Ci sono due modi di guardare una partita di calcio: si possono utilizzare occhiali da sole, abbagliati dallo spettacolo di gol, di emozioni, di imprevisti continui; oppure si possono scegliere occhiali da lettura per meglio capire quello che sta accadendo in campo. La semifinale del Parco dei Principi tra Paris St-Germain e Bayern di Monaco ha provocato euforie diffuse, nove gol, alcuni scaturiti da errori dell'arbitro e dei suoi collaboratori, un calcio d'angolo inesistente dal quale è partito il secondo gol dei francesi, un rigore assurdo sempre a favore della squadra campione d'Europa, colpi di alta scuola tecnica offerti dai migliori interpreti, Kvara, Olise, Diaz, ritmo agonistico sostenuto, rarissime interruzioni e proteste ai minimi.

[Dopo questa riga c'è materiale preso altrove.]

fn row_to_group(r: &rusqlite::Row<'_>) -> rusqlite::Result<RegisteredGroup> {
    Ok(RegisteredGroup {
        jid: r.get("jid")?,
        name: r.get("name")?,
        folder: r.get("folder")?,
        added_at: r.get("added_at")?,
        requires_trigger: r
            .get::<_, Option<bool>>("requires_trigger")?
            .unwrap_or(true),
        assistant_name: r.get("assistant_name")?,
    })
}

fn row_to_task(r: &rusqlite::Row<'_>) -> rusqlite::Result<ScheduledTask> {
    Ok(ScheduledTask {
        id: r.get("id")?,
        group_folder: r.get("group_folder")?,
        chat_jid: r.get("chat_jid")?,
        prompt: r.get("prompt")?,
        schedule_type: r.get("schedule_type")?,
        schedule_value: r.get("schedule_value")?,
        context_mode: r
            .get::<_, Option<String>>("context_mode")?
            .unwrap_or_else(|| "isolated".to_string()),
        next_run: r.get("next_run")?,
        last_run: r.get("last_run")?,
        last_result: r.get("last_result")?,
        status: r
            .get::<_, Option<String>>("status")?
            .unwrap_or_else(|| "active".to_string()),
        created_at: r.get("created_at")?,
    })
}

fn row_to_status(r: &rusqlite::Row<'_>) -> rusqlite::Result<StatusRecord> {
    let state_str: String = r.get("state")?;
    let state = MessageStatus::parse(&state_str).ok_or_else(|| {
        rusqlite::Error::FromSqlConversionFailure(
            3,
            rusqlite::types::Type::Text,
            format!("unknown status {state_str:?}").into(),
        )
    })?;
    Ok(StatusRecord {
        message_id: r.get("message_id")?,
        chat_jid: r.get("chat_jid")?,
        is_main: r.get("is_main")?,
        state,
        updated_at: r.get("updated_at")?,
    })
}
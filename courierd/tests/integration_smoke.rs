//! Smoke integration tests for courierd.
//!
//! Spawns the actual courierd binary on a random port with a minimal config
//! (orchestrator disabled, temp SQLite store), then verifies the HTTP
//! surface. No Docker, no Telegram — pure endpoint validation.

use std::net::TcpListener;
use std::path::PathBuf;
use std::process::{Child, Command};
use std::time::Duration;

/// Find a free port by binding to :0 and reading the assigned port.
fn free_port() -> u16 {
    let listener = TcpListener::bind("127.0.0.1:0").expect("bind to :0");
    listener.local_addr().unwrap().port()
}

/// Write a minimal config TOML to a temp dir.
fn write_test_config(dir: &tempfile::TempDir, port: u16) -> PathBuf {
    let config_path = dir.path().join("test.toml");
    let db_path = dir.path().join("courier.db");
    let groups_dir = dir.path().join("groups");
    let data_dir = dir.path().join("data");
    let toml = format!(
        r#"
[server]
bind = "127.0.0.1:{port}"

[storage]
db_path = "{}"
groups_dir = "{}"
data_dir = "{}"

[orchestrator]
enabled = false

[scheduler]
enabled = false
"#,
        db_path.display(),
        groups_dir.display(),
        data_dir.display(),
    );
    std::fs::write(&config_path, toml).expect("write test config");
    config_path
}

/// Build the courierd binary (debug mode) and return its path.
fn courierd_binary() -> PathBuf {
    let workspace_root = PathBuf::from(env!("CARGO_MANIFEST_DIR")).join("..");
    let output = Command::new("cargo")
        .args(["build", "--bin", "courierd", "--workspace"])
        .current_dir(&workspace_root)
        .output()
        .expect("cargo build");
    assert!(
        output.status.success(),
        "cargo build failed: {}",
        String::from_utf8_lossy(&output.stderr)
    );
    workspace_root.join("target/debug/courierd")
}

struct TestServer {
    child: Child,
    base_url: String,
}

impl TestServer {
    fn start(config_path: &PathBuf, port: u16) -> Self {
        let binary = courierd_binary();
        let child = Command::new(&binary)
            .args(["serve", "--config", config_path.to_str().unwrap()])
            .env("RUST_LOG", "warn")
            .env_remove("TELEGRAM_BOT_TOKEN")
            .stdout(std::process::Stdio::piped())
            .stderr(std::process::Stdio::piped())
            .spawn()
            .expect("spawn courierd");

        let base_url = format!("http://127.0.0.1:{port}");
        let server = TestServer { child, base_url };
        server.wait_ready();
        server
    }

    fn wait_ready(&self) {
        let client = reqwest::blocking::Client::new();
        for _ in 0..50 {
            if client
                .get(format!("{}/healthz", self.base_url))
                .timeout(Duration::from_millis(200))
                .send()
                .is_ok()
            {
                return;
            }
            std::thread::sleep(Duration::from_millis(100));
        }
        panic!("courierd did not become ready within 5 seconds");
    }
}

impl Drop for TestServer {
    fn drop(&mut self) {
        #[cfg(unix)]
        {
            unsafe {
                libc::kill(self.child.id() as i32, libc::SIGTERM);
            }
        }
        let _ = self.child.wait();
    }
}

#[test]
fn healthz_returns_ok() {
    let dir = tempfile::tempdir().unwrap();
    let port = free_port();
    let config = write_test_config(&dir, port);
    let server = TestServer::start(&config, port);

    let client = reqwest::blocking::Client::new();
    let resp = client
        .get(format!("{}/healthz", server.base_url))
        .send()
        .expect("GET /healthz");

    assert_eq!(resp.status(), 200);
    let body: serde_json::Value = resp.json().unwrap();
    assert_eq!(body["status"], "ok");
    assert_eq!(body["service"], "courierd");
    assert!(body["uptime_seconds"].is_number());
}

#[test]
fn readyz_reports_disabled_orchestrator() {
    let dir = tempfile::tempdir().unwrap();
    let port = free_port();
    let config = write_test_config(&dir, port);
    let server = TestServer::start(&config, port);

    let client = reqwest::blocking::Client::new();
    let resp = client
        .get(format!("{}/readyz", server.base_url))
        .send()
        .expect("GET /readyz");

    assert_eq!(resp.status(), 200);
    let body: serde_json::Value = resp.json().unwrap();
    assert_eq!(body["status"], "ready");
    assert_eq!(body["orchestrator_enabled"], false);
    assert_eq!(body["channel_connected"], false);
    assert_eq!(body["active_containers"], 0);
    assert_eq!(body["registered_groups"], 0);
}

#[test]
fn ingress_persists_messages() {
    let dir = tempfile::tempdir().unwrap();
    let port = free_port();
    let config = write_test_config(&dir, port);
    let server = TestServer::start(&config, port);

    let client = reqwest::blocking::Client::new();
    let resp = client
        .post(format!("{}/v1/messages/ingress", server.base_url))
        .json(&serde_json::json!({
            "id": "m1",
            "chat_jid": "tg:12345",
            "chat_name": "Test Group",
            "sender": "u1",
            "sender_name": "Alice",
            "content": "hello courier",
            "timestamp": "2024-01-15T12:00:00.000Z"
        }))
        .send()
        .expect("POST /v1/messages/ingress");

    assert_eq!(resp.status(), 200);
    let body: serde_json::Value = resp.json().unwrap();
    assert_eq!(body["ok"], true);

    // Idempotent upsert: the same id again is fine.
    let resp = client
        .post(format!("{}/v1/messages/ingress", server.base_url))
        .json(&serde_json::json!({
            "id": "m1",
            "chat_jid": "tg:12345",
            "content": "hello courier (edited)",
            "timestamp": "2024-01-15T12:00:00.000Z"
        }))
        .send()
        .expect("POST /v1/messages/ingress (again)");
    let body: serde_json::Value = resp.json().unwrap();
    assert_eq!(body["ok"], true);
}
//! Dispatcher: the message-check callback invoked by the group queue.
//!
//! Converts "new messages exist for group G" into "the agent produced
//! output for G and the cursors are consistent":
//!
//! 1. Load pending messages since the per-group agent cursor
//! 2. Apply the trigger gate for non-main groups
//! 3. Advance the cursor optimistically (pre-cursor-advance), persist
//! 4. Run the container, streaming results to the channel and walking the
//!    status DAG (received → thinking → working → done)
//! 5. On error, roll back: to the pre-pipe cursor when output was already
//!    delivered and more messages were piped afterwards, to the pre-advance
//!    cursor when nothing was delivered, or not at all when output went out
//!    and nothing was piped (done — never double-charge)
//!
//! Any successful user-visible send fixes the prefix up to the pre-advance
//! point: those messages are processed and will not be replayed.

use std::collections::HashMap;
use std::sync::Arc;
use std::sync::atomic::{AtomicBool, Ordering};

use courier_core::{ContainerStatus, NewMessage, QuietSchedule, Store};
use tokio::sync::RwLock;
use tracing::{debug, error, info, warn};

use crate::channel::ChannelDriver;
use crate::credentials::CredentialService;
use crate::poll_loop::{
    self, CURSOR_BEFORE_PIPE_KEY, LAST_AGENT_TIMESTAMP_KEY, Groups, load_cursor_map,
    save_cursor_map,
};
use crate::queue::{GroupQueue, ProcessMessagesFn};
use crate::runner::{AgentSignal, NotifyFn, OutputCallback, RunRequest, RunnerConfig,
    run_container_agent};
use crate::status_tracker::StatusTracker;

pub type Sessions = Arc<RwLock<HashMap<String, String>>>;

/// Shared state captured by the dispatch callback and the task runner.
pub struct DispatchDeps {
    pub store: Store,
    pub queue: Arc<GroupQueue>,
    pub groups: Groups,
    pub sessions: Sessions,
    pub channel: Arc<dyn ChannelDriver>,
    pub tracker: Arc<StatusTracker>,
    pub creds: Arc<dyn CredentialService>,
    pub runner_config: RunnerConfig,
    pub assistant_name: String,
    pub main_group_folder: String,
    pub quiet: Arc<QuietSchedule>,
    pub quiet_enabled: bool,
}

impl DispatchDeps {
    /// Whether quiet hours currently gate container work.
    pub fn is_quiet_now(&self) -> bool {
        self.quiet_enabled && self.quiet.is_quiet(chrono::Utc::now())
    }

    /// The JID privileged system notices go to; falls back to the chat the
    /// work belongs to when no main group is registered.
    pub async fn notify_jid(&self, fallback: &str) -> String {
        let groups = self.groups.read().await;
        groups
            .values()
            .find(|g| g.folder == self.main_group_folder)
            .map(|g| g.jid.clone())
            .unwrap_or_else(|| fallback.to_string())
    }


    /// Persist a fresh session token for a group folder.
    pub async fn save_session(&self, group_folder: &str, session_id: &str) {
        self.sessions
            .write()
            .await
            .insert(group_folder.to_string(), session_id.to_string());
        if let Err(e) = self.store.set_session(group_folder, session_id) {
            warn!(group_folder, err = %e, "failed to persist session");
        }
    }

    /// Snapshot JSON pair for a container: the group's tasks (all tasks for
    /// main) and the group directory (main only).
    pub async fn build_snapshots(&self, group_folder: &str, is_main: bool) -> (String, String) {
        let tasks_json = match self.store.get_all_tasks() {
            Ok(tasks) => {
                let filtered: Vec<_> = tasks
                    .into_iter()
                    .filter(|t| is_main || t.group_folder == group_folder)
                    .collect();
                serde_json::to_string(&filtered).unwrap_or_else(|_| "[]".into())
            }
            Err(e) => {
                warn!(err = %e, "failed to load tasks for snapshot");
                "[]".into()
            }
        };
        let groups_json = if is_main {
            let groups = self.groups.read().await;
            let entries: Vec<_> = groups
                .values()
                .map(|g| {
                    serde_json::json!({
                        "jid": g.jid,
                        "name": g.name,
                        "folder": g.folder,
                    })
                })
                .collect();
            serde_json::to_string(&entries).unwrap_or_else(|_| "[]".into())
        } else {
            "[]".into()
        };
        (tasks_json, groups_json)
    }
}

/// Build the advisory sink used by the runner's auth-retry path: system
/// notices routed to the main group.
pub fn notify_fn(deps: &Arc<DispatchDeps>, chat_jid: &str) -> NotifyFn {
    let deps = deps.clone();
    let chat_jid = chat_jid.to_string();
    Box::new(move |text: String| {
        let deps = deps.clone();
        let chat_jid = chat_jid.clone();
        Box::pin(async move {
            let jid = deps.notify_jid(&chat_jid).await;
            if let Err(e) = deps.channel.send_message(&jid, &text).await {
                warn!(err = %e, "failed to send system notice");
            }
        })
    })
}
/// Single poll iteration. Extracted for testability.
pub async fn poll_once(
    router: &Router,
    last_timestamp: &mut String,
    was_quiet: &mut bool,
) -> anyhow::Result<()> {
    let quiet = router.is_quiet_now();
    if *was_quiet && !quiet {
        on_quiet_period_end(router).await;
    }
    *was_quiet = quiet;

    let jids: Vec<String> = {
        let groups = router.groups.read().await;
        groups.keys().cloned().collect()
    };
    if jids.is_empty() {
        return Ok(());
    }

    let (messages, new_timestamp) =
        router
            .store
            .get_new_messages(&jids, last_timestamp, &router.config.assistant_name)?;
    if messages.is_empty() {
        return Ok(());
    }

    // Advance the global "seen" cursor immediately, processed or not.
    *last_timestamp = new_timestamp;
    router
        .store
        .set_router_state(LAST_TIMESTAMP_KEY, last_timestamp)?;

    if quiet {
        debug!(count = messages.len(), "quiet hours: messages accumulate");
        return Ok(());
    }

    let mut by_group: HashMap<String, Vec<NewMessage>> = HashMap::new();
    for msg in messages {
        by_group.entry(msg.chat_jid.clone()).or_default().push(msg);
    }

    let groups_snapshot = { router.groups.read().await.clone() };

    for (chat_jid, group_messages) in by_group {
        let Some(group) = groups_snapshot.get(&chat_jid) else {
            continue;
        };
        if !router.channel.owns_jid(&chat_jid) {
            continue;
        }

        let is_main = group.folder == router.config.main_group_folder;
        let needs_trigger = !is_main && group.requires_trigger;

        // Non-trigger messages accumulate; they are pulled as context when a
        // trigger eventually arrives.
        if needs_trigger {
            let re = build_trigger_regex(trigger_name(group, &router.config.assistant_name));
            if !group_messages
                .iter()
                .any(|m| re.is_match(m.content.trim()))
            {
                continue;
            }
        }

        for msg in &group_messages {
            if !msg.is_from_me {
                router
                    .tracker
                    .mark_received(&msg.id, &chat_jid, is_main)
                    .await;
            }
        }

        let mut agent_cursors = load_cursor_map(&router.store, LAST_AGENT_TIMESTAMP_KEY);
        let agent_since = agent_cursors.get(&chat_jid).cloned().unwrap_or_default();

        // Everything pending since the agent cursor, pre-trigger context
        // included.
        let all_pending = router
            .store
            .get_messages_since(&chat_jid, &agent_since, &router.config.assistant_name)
            .unwrap_or_default();
        let batch = if all_pending.is_empty() {
            &group_messages
        } else {
            &all_pending
        };
        let formatted = format_messages(batch);

        if router.queue.send_message(&chat_jid, &formatted).await {
            debug!(
                chat_jid = chat_jid.as_str(),
                count = batch.len(),
                "piped messages to live container"
            );
            for msg in &group_messages {
                if !msg.is_from_me {
                    router.tracker.mark_thinking(&msg.id).await;
                }
            }

            // Remember the pre-pipe cursor once per in-flight batch so a
            // terminal error can roll back to it atomically.
            let mut before_pipe = load_cursor_map(&router.store, CURSOR_BEFORE_PIPE_KEY);
            if !before_pipe.contains_key(&chat_jid) {
                before_pipe.insert(chat_jid.clone(), agent_since.clone());
                save_cursor_map(&router.store, CURSOR_BEFORE_PIPE_KEY, &before_pipe);
            }
            if let Some(last) = batch.last() {
                agent_cursors.insert(chat_jid.clone(), last.timestamp.clone());
                save_cursor_map(&router.store, LAST_AGENT_TIMESTAMP_KEY, &agent_cursors);
            }
            if let Err(e) = router.channel.set_typing(&chat_jid, true).await {
                debug!(err = %e, "set_typing failed (non-fatal)");
            }
        } else {
            router.queue.enqueue_message_check(&chat_jid).await;
        }
    }

    Ok(())
}

/// The quiet→active edge: greet the main group with the per-group backlog
/// and enqueue checks for everything pending.
async fn on_quiet_period_end(router: &Router) {
    info!("quiet period ended, catching up");
    let groups_snapshot = { router.groups.read().await.clone() };
    let agent_cursors = load_cursor_map(&router.store, LAST_AGENT_TIMESTAMP_KEY);

    let mut pending: Vec<(String, usize)> = Vec::new();
    let mut jids_to_check: Vec<String> = Vec::new();
    for (jid, group) in &groups_snapshot {
        let since = agent_cursors.get(jid).cloned().unwrap_or_default();
        match router
            .store
            .get_messages_since(jid, &since, &router.config.assistant_name)
        {
            Ok(msgs) if !msgs.is_empty() => {
                pending.push((group.name.clone(), msgs.len()));
                jids_to_check.push(jid.clone());
            }
            Ok(_) => {}
            Err(e) => warn!(jid, err = %e, "catch-up: failed to count pending messages"),
        }
    }
    pending.sort();

    if let Some(main_jid) = router.main_jid().await {
        let summary = catch_up_summary(&pending);
        if let Err(e) = router.channel.send_message(&main_jid, &summary).await {
            warn!(err = %e, "failed to send catch-up summary");
        }
    }

    for jid in jids_to_check {
        router.queue.enqueue_message_check(&jid).await;
    }
}

/// Greeting plus one bullet per group with a backlog.
pub fn catch_up_summary(pending: &[(String, usize)]) -> String {
    let mut lines = vec!["Back online after quiet hours.".to_string()];
    if !pending.is_empty() {
        for (name, count) in pending {
            lines.push(format!("• {name}: {count} messages"));
        }
        lines.push("Catching up on those now.".to_string());
    }
    lines.join("\n")
}

/// Startup recovery, run before the poll loop starts.
pub async fn recover_at_startup(router: &Router) {
    // 1. Crash-with-in-flight-pipe: roll the agent cursor back to the
    //    pre-pipe point so piped messages are re-processed.
    let mut before_pipe = load_cursor_map(&router.store, CURSOR_BEFORE_PIPE_KEY);
    if !before_pipe.is_empty() {
        let mut agent_cursors = load_cursor_map(&router.store, LAST_AGENT_TIMESTAMP_KEY);
        let jids: Vec<String> = before_pipe.keys().cloned().collect();
        for jid in jids {
            if router.queue.is_active(&jid).await {
                continue;
            }
            if let Some(cursor) = before_pipe.remove(&jid) {
                warn!(
                    jid = jid.as_str(),
                    cursor = cursor.as_str(),
                    "recovery: rolling back in-flight piped cursor"
                );
                agent_cursors.insert(jid, cursor);
            }
        }
        save_cursor_map(&router.store, LAST_AGENT_TIMESTAMP_KEY, &agent_cursors);
        save_cursor_map(&router.store, CURSOR_BEFORE_PIPE_KEY, &before_pipe);
    }

    // 2. Unprocessed backlog: enqueue a check per group with messages past
    //    the agent cursor. The dispatcher applies the trigger gate itself.
    let groups_snapshot = { router.groups.read().await.clone() };
    let agent_cursors = load_cursor_map(&router.store, LAST_AGENT_TIMESTAMP_KEY);
    for (jid, group) in &groups_snapshot {
        let since = agent_cursors.get(jid).cloned().unwrap_or_default();
        match router
            .store
            .get_messages_since(jid, &since, &router.config.assistant_name)
        {
            Ok(msgs) if !msgs.is_empty() => {
                info!(
                    group = group.name.as_str(),
                    pending = msgs.len(),
                    "recovery: enqueuing unprocessed messages"
                );
                router.queue.enqueue_message_check(jid).await;
            }
            Ok(_) => {}
            Err(e) => warn!(jid, err = %e, "recovery: failed to check pending messages"),
        }
    }

    // 3. Reaction state: re-emit the latest emoji per recent record.
    router.tracker.recover().await;
}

Il football televisivo regala emozioni soprattutto quando garantisce un numero corposo di gol ma con gli occhiali da lettura, la realtà della prima semifinale di andata si presta ad una analisi critica che va a demolire i facili entusiasmi. Nove reti oltre ad una mezza dozzina di occasioni sono la dimostrazione di una partita folle ma nel senso negativo, la scelta di giocare uno contro uno, a campo aperto, favorisce ovviamente il talento, il dribbling, il colpo di tacco ma svilisce la disciplina tattica che non significa affatto, come qualche commento banale e superficiale sostiene, un football antico, rinunciatario, difensivista. Al contrario chi studia calcio sa benissimo che a Parigi si sono visti errori madornali, distrazioni parrocchiali proprio nella lettura del gioco, nel suo sviluppo. Capisco che tale tesi può sembrare controcorrente e/o provocatoria ma è il football dei 9 gol a confermare l'assoluta illogicità della partita, perché altrimenti dovremmo godere di certi risultati a livello giovanile o dilettantistico con partite che si concludono, dico a caso come esempio, 12 a 0.
È vero che l'Intelligenza Artificiale ha immediatamente approfittato dell'evento parigino per stilare l'elenco di 25 partite che hanno fatto la storia del football. Un gioco facile che mette in fila: Brasile-Svezia 5-2, finale mondiale 1958; Deportivo-Milan 4-0, quarti di champions 2004; Inghilterra-Germania 4-2, finale mondiale 1966, Italia-Brasile, mondiale del 1982, Barcellona-Psg 6-1 ottavi champions 2017, Real Madrid-Manchester City 3-1 semifinale champions 2022, Brasile-Inghilterra 1-0, Messico 70, Francia-Brasile 3-0 mondiale 1998, Spagna-Olanda finale mondiale 2010, Bayern-Real 0-4 semifinale champions 2014, City-Qpr 3-2, ultima di campionato inglese, Spagna-Italia 4-0, finale euro 2012, Germania-Brasile 7-1, semifinale mondiale 2014, Liverpool-Barcellona 4-0 semifinale champions 2019, Inghilterra-Ungheria 3-6, amichevole 1953, partita del secolo, Real-Eintracht 7-3, finale campioni 1960, Uruguay-Brasile 2-1, finale mondiale 1950 Maracanazo, Germania-Francia 3-3 semifinale mondiale 1982, Argentina-Inghilterra 2-1, quarti mondiali 1986, Brasile-Italia 4-1 finale Messico 70, Manchester United-Bayern 2-1, finale champions 1999, Italia-Germania 4-3, semifinale Messico 70, partita del secolo; Liverpool-Milan 3-3, finale champions 2005, Argentina-Francia 3-3, finale Qatar 2022, a chiudere, Psg-Bayern 5-4.
Si deduce che non sempre lo spettacolo abbia corrisposto al numero di gol, senza voler ribadire il concetto provocatorio del maestro Gianni Brera, per il quale il risultato perfetto era (è) lo 0 a 0, nel quale non ci sono errori, solo purezza e ascetismo, una tensione verso il nulla che è sacra. Ora che nessuno pensi al nulla profano e blasfemo dell'ultimo Milan-Juventus ma posiamo gli occhiali da sole e, anche a occhio nudo, proviamo a riguardare e riflettere sui 9 gol di Parigi. Non è Belle Époque. Semmai sono Folies Bergère.